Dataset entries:

* * * * *

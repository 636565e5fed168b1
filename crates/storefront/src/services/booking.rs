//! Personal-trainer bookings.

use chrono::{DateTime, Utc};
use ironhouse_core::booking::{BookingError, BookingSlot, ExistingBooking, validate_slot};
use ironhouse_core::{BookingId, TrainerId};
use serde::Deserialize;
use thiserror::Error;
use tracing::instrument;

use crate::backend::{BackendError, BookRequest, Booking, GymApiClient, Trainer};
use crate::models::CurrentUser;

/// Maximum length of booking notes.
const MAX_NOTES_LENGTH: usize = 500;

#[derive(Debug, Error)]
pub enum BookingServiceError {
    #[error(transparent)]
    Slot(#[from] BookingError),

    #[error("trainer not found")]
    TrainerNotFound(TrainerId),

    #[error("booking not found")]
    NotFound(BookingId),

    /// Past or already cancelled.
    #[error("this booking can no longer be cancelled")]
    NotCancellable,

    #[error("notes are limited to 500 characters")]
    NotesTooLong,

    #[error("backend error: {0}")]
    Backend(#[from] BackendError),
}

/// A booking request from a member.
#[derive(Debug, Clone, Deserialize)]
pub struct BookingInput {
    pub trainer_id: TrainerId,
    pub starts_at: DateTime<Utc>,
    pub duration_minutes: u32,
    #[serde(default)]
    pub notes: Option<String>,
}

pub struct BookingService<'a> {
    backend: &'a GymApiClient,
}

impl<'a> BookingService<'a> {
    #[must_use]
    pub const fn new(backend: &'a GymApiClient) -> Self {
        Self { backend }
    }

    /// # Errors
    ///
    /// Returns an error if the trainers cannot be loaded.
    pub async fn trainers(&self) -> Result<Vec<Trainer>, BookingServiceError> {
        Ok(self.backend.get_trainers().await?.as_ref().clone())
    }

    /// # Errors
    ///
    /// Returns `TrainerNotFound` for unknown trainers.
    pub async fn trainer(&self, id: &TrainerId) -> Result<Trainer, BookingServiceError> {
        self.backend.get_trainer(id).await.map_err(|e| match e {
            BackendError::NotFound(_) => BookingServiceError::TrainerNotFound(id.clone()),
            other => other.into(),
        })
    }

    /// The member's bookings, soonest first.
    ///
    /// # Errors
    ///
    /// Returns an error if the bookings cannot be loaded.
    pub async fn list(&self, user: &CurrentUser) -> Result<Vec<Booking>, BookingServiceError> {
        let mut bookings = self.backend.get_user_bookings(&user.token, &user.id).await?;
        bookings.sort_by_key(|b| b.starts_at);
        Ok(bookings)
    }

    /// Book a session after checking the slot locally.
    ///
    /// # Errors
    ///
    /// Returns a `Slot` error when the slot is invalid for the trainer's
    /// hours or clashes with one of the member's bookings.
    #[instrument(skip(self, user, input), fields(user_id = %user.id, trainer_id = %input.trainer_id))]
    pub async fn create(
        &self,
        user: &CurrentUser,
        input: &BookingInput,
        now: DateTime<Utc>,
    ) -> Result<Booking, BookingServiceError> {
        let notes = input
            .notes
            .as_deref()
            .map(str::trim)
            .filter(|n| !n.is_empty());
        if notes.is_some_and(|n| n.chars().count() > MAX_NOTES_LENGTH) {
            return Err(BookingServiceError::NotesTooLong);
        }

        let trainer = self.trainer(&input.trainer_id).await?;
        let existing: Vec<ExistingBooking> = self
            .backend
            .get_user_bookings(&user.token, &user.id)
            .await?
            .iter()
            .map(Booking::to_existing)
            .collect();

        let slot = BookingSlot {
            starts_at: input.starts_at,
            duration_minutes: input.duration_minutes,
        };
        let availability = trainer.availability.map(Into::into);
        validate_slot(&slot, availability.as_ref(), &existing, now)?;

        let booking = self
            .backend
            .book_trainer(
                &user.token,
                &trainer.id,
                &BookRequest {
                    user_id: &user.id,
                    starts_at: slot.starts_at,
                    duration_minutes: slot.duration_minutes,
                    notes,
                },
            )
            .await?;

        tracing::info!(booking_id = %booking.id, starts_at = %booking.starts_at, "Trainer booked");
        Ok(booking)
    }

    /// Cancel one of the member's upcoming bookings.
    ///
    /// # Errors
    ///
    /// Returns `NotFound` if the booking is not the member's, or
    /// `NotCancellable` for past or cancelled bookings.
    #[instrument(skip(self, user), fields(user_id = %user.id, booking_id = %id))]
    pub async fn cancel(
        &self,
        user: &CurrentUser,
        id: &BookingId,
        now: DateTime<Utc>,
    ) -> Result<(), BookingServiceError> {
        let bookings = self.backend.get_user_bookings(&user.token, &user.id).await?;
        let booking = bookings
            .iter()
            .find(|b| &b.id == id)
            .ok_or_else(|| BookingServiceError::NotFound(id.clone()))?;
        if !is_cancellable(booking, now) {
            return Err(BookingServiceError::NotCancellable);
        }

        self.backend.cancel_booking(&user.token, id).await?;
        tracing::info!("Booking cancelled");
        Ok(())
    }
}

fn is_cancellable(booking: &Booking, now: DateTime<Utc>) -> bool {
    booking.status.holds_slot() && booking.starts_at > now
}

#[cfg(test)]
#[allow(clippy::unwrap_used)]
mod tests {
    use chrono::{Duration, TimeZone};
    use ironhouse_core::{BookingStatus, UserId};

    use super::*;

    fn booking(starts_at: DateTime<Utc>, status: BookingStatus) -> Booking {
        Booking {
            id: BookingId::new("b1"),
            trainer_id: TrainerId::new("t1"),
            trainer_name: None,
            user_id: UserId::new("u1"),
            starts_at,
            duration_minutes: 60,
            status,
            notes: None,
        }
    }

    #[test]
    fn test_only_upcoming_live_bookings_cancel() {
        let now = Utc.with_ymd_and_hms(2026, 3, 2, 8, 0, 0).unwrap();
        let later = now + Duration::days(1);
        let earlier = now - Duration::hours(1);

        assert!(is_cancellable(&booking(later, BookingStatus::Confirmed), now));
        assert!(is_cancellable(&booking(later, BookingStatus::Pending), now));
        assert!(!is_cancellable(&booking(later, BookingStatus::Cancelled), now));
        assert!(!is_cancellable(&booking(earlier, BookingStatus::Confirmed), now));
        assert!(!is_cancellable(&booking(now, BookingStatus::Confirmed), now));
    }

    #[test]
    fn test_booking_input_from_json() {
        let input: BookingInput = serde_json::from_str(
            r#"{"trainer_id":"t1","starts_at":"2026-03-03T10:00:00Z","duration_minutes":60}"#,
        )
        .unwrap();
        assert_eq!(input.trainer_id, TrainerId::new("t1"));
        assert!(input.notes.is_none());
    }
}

* * * * *

● HOW TO COMPLETE THIS TASK:
From the entries, copy out each line containing the word "Deserialize".

● RESULT FOR THIS TASK:
use serde::Deserialize;
#[derive(Debug, Clone, Deserialize)]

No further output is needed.